▶ PROBLEM STATEMENT: Among the records that follow, set down only the lines from the one containing "let password = std::env::var(PASSWORD_ENV).ok().filter(|v|" to the one containing "-> Result<Self, FetchError>", both included, exactly.

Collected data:
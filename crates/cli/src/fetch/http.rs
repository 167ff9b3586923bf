//! HTTP event source: one POST per chunk to a calendar-events endpoint.
//!
//! Request body:
//!
//! ```json
//! {"data": {"dateTime": {"start": "2024-02-01T00:00:00Z", "end": "2024-02-29T23:59:59Z"},
//!           "universe": {"symbols": ["RY-CA", "RY-US"], "type": "Tickers"}}}
//! ```
//!
//! The response's `data` array holds one object per event, keyed by the
//! provider column names of the rule set's field mapping.

use std::time::Duration;

use calsync_io::{EventSource, FetchError, QueryWindow};
use calsync_recon::config::FieldMapping;
use calsync_recon::RawEvent;
use serde_json::Value;
use tracing::debug;

const USER_AGENT: &str = concat!("calsync/", env!("CARGO_PKG_VERSION"));
const DEFAULT_TIMEOUT_SECS: u64 = 30;

pub const USERNAME_ENV: &str = "CALSYNC_API_USERNAME";
pub const PASSWORD_ENV: &str = "CALSYNC_API_PASSWORD";

#[derive(Debug, Clone, PartialEq, Eq)]
pub struct Credentials {
    pub username: String,
    pub password: String,
}

/// Credentials come from the environment only. Both variables or neither.
pub fn credentials_from_env() -> Result<Option<Credentials>, FetchError> {
    let username = std::env::var(USERNAME_ENV).ok().filter(|v| !v.is_empty());
    let password = std::env::var(PASSWORD_ENV).ok().filter(|v| !v.is_empty());
    match (username, password) {
        (Some(username), Some(password)) => Ok(Some(Credentials { username, password })),
        (None, None) => Ok(None),
        _ => Err(FetchError::Fatal(format!(
            "set both {USERNAME_ENV} and {PASSWORD_ENV}, or neither"
        ))),
    }
}

pub struct HttpSource {
    http: reqwest::blocking::Client,
    url: String,
    credentials: Option<Credentials>,
    fields: FieldMapping,
}

impl HttpSource {
    pub fn new(
        url: &str,
        credentials: Option<Credentials>,
        fields: FieldMapping,
    ) -> Result<Self, FetchError> {
        if !(url.starts_with("http://") || url.starts_with("https://")) {
            return Err(FetchError::Fatal(format!("unsupported source URL: {url}")));
        }
        let http = reqwest::blocking::Client::builder()
            .timeout(Duration::from_secs(DEFAULT_TIMEOUT_SECS))
            .user_agent(USER_AGENT)
            .build()
            .map_err(|e| FetchError::Fatal(format!("cannot build HTTP client: {e}")))?;
        Ok(Self {
            http,
            url: url.to_string(),
            credentials,
            fields,
        })
    }

    fn request_body(tickers: &[String], window: &QueryWindow) -> Value {
        serde_json::json!({
            "data": {
                "dateTime": {
                    "start": format!("{}T00:00:00Z", window.start),
                    "end": format!("{}T23:59:59Z", window.end),
                },
                "universe": {
                    "symbols": tickers,
                    "type": "Tickers",
                },
            }
        })
    }

    fn to_raw(&self, object: &serde_json::Map<String, Value>) -> RawEvent {
        let field = |name: &str| object.get(name).and_then(cell);
        let f = &self.fields;
        RawEvent {
            event_id: field(&f.event_id),
            ticker: field(&f.ticker).unwrap_or_default(),
            event_type: field(&f.event_type).unwrap_or_default(),
            event_date_time: field(&f.event_date_time),
            description: field(&f.description),
            webcast_link: field(&f.webcast_link),
            contact_name: field(&f.contact_name),
            contact_phone: field(&f.contact_phone),
            contact_email: field(&f.contact_email),
            fiscal_year: field(&f.fiscal_year),
            fiscal_period: field(&f.fiscal_period),
            market_time_code: field(&f.market_time_code),
            last_modified_date: field(&f.last_modified_date),
        }
    }
}

/// Scalar JSON value as trimmed text. Null and empty strings are absent.
fn cell(value: &Value) -> Option<String> {
    let text = match value {
        Value::Null => return None,
        Value::String(s) => s.trim().to_string(),
        other => other.to_string(),
    };
    (!text.is_empty()).then_some(text)
}

fn transport_error(err: reqwest::Error) -> FetchError {
    if err.is_timeout() || err.is_connect() {
        FetchError::Retryable(err.to_string())
    } else {
        FetchError::classify(err.to_string())
    }
}

impl EventSource for HttpSource {
    fn name(&self) -> &str {
        "http"
    }

    fn fetch(&self, tickers: &[String], window: &QueryWindow) -> Result<Vec<RawEvent>, FetchError> {
        let mut request = self
            .http
            .post(&self.url)
            .header("Content-Type", "application/json")
            .json(&Self::request_body(tickers, window));
        if let Some(creds) = &self.credentials {
            request = request.basic_auth(&creds.username, Some(&creds.password));
        }

        let response = request.send().map_err(transport_error)?;
        let status = response.status();
        let text = response.text().map_err(transport_error)?;

        if !status.is_success() {
            let snippet: String = text.chars().take(200).collect();
            let message = format!("HTTP {}: {snippet}", status.as_u16());
            return Err(if status.as_u16() == 429 || status.is_server_error() {
                FetchError::Retryable(message)
            } else {
                FetchError::classify(message)
            });
        }

        let body: Value = serde_json::from_str(text.trim_start_matches('\u{feff}'))
            .map_err(|e| FetchError::Fatal(format!("invalid JSON response: {e}")))?;
        let events: Vec<RawEvent> = match &body["data"] {
            Value::Array(items) => items
                .iter()
                .filter_map(Value::as_object)
                .map(|object| self.to_raw(object))
                .collect(),
            Value::Null => Vec::new(),
            _ => return Err(FetchError::Fatal("response `data` is not an array".into())),
        };
        debug!(start = %window.start, end = %window.end, events = events.len(), "http chunk");
        Ok(events)
    }
}

#[cfg(test)]
mod tests {
    use super::*;
    use calsync_io::{fetch_events, RetryPolicy};
    use chrono::NaiveDate;
    use httpmock::prelude::*;

    fn window() -> QueryWindow {
        QueryWindow {
            start: NaiveDate::from_ymd_opt(2024, 2, 1).unwrap(),
            end: NaiveDate::from_ymd_opt(2024, 2, 29).unwrap(),
        }
    }

    #[test]
    fn request_body_shape() {
        let body = HttpSource::request_body(&["RY-CA".into(), "RY-US".into()], &window());
        assert_eq!(body["data"]["dateTime"]["start"], "2024-02-01T00:00:00Z");
        assert_eq!(body["data"]["dateTime"]["end"], "2024-02-29T23:59:59Z");
        assert_eq!(body["data"]["universe"]["symbols"][1], "RY-US");
        assert_eq!(body["data"]["universe"]["type"], "Tickers");
    }

    #[test]
    fn maps_response_objects_through_field_mapping() {
        let server = MockServer::start();
        let mock = server.mock(|when, then| {
            when.method(POST)
                .path("/calendar-events")
                .header("content-type", "application/json");
            then.status(200)
                .header("content-type", "application/json")
                .json_body(serde_json::json!({
                    "data": [{
                        "event_id": "E1",
                        "ticker": "RY-CA",
                        "event_type": "Earnings",
                        "event_date_time": "2024-02-28T11:30:00Z",
                        "fiscal_year": 2024,
                        "fiscal_period": 1,
                        "webcast_link": "",
                        "contact_name": null
                    }]
                }));
        });

        let source = HttpSource::new(
            &format!("{}/calendar-events", server.base_url()),
            None,
            FieldMapping::default(),
        )
        .unwrap();
        let events = source.fetch(&["RY-CA".into()], &window()).unwrap();

        mock.assert();
        assert_eq!(events.len(), 1);
        assert_eq!(events[0].event_id.as_deref(), Some("E1"));
        assert_eq!(events[0].fiscal_year.as_deref(), Some("2024"));
        assert_eq!(events[0].fiscal_period.as_deref(), Some("1"));
        assert_eq!(events[0].webcast_link, None);
        assert_eq!(events[0].contact_name, None);
    }

    #[test]
    fn server_errors_are_retried_then_swallowed() {
        let server = MockServer::start();
        let mock = server.mock(|when, then| {
            when.method(POST).path("/calendar-events");
            then.status(503).body("Service Unavailable");
        });

        let source = HttpSource::new(
            &format!("{}/calendar-events", server.base_url()),
            None,
            FieldMapping::default(),
        )
        .unwrap();
        let (events, report) =
            fetch_events(&source, &["RY-CA".into()], &window(), &RetryPolicy::immediate());

        assert!(events.is_empty());
        assert_eq!(report.failed_chunks, 1);
        mock.assert_calls(5);
    }

    #[test]
    fn auth_failure_is_not_retried() {
        let server = MockServer::start();
        let mock = server.mock(|when, then| {
            when.method(POST).path("/calendar-events");
            then.status(401).body("Unauthorized");
        });

        let source = HttpSource::new(
            &format!("{}/calendar-events", server.base_url()),
            Some(Credentials {
                username: "user".into(),
                password: "secret".into(),
            }),
            FieldMapping::default(),
        )
        .unwrap();
        let err = source.fetch(&["RY-CA".into()], &window()).unwrap_err();

        assert!(!err.is_retryable());
        mock.assert_calls(1);
    }

    #[test]
    fn error_body_is_truncated_on_char_boundary() {
        let server = MockServer::start();
        let body = format!("{}é…", "a".repeat(199));
        let mock = server.mock(|when, then| {
            when.method(POST).path("/calendar-events");
            then.status(400).body(&body);
        });

        let source = HttpSource::new(
            &format!("{}/calendar-events", server.base_url()),
            None,
            FieldMapping::default(),
        )
        .unwrap();
        let err = source.fetch(&["RY-CA".into()], &window()).unwrap_err();
        let FetchError::Fatal(message) = &err else {
            panic!("expected a fatal error, got {err:?}");
        };
        assert!(message.starts_with("HTTP 400: aaa"));
        assert!(message.ends_with("aé"));

        // One bad chunk fails alone instead of aborting the fetch
        let (events, report) =
            fetch_events(&source, &["RY-CA".into()], &window(), &RetryPolicy::immediate());
        assert!(events.is_empty());
        assert_eq!(report.failed_chunks, 1);
        mock.assert_calls(2);
    }

    #[test]
    fn rejects_non_http_urls() {
        assert!(HttpSource::new("ftp://example.com", None, FieldMapping::default()).is_err());
    }
}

▶ YOUR SOLUTION:
    let password = std::env::var(PASSWORD_ENV).ok().filter(|v| !v.is_empty());
    match (username, password) {
        (Some(username), Some(password)) => Ok(Some(Credentials { username, password })),
        (None, None) => Ok(None),
        _ => Err(FetchError::Fatal(format!(
            "set both {USERNAME_ENV} and {PASSWORD_ENV}, or neither"
        ))),
    }
}

pub struct HttpSource {
    http: reqwest::blocking::Client,
    url: String,
    credentials: Option<Credentials>,
    fields: FieldMapping,
}

impl HttpSource {
    pub fn new(
        url: &str,
        credentials: Option<Credentials>,
        fields: FieldMapping,
    ) -> Result<Self, FetchError> {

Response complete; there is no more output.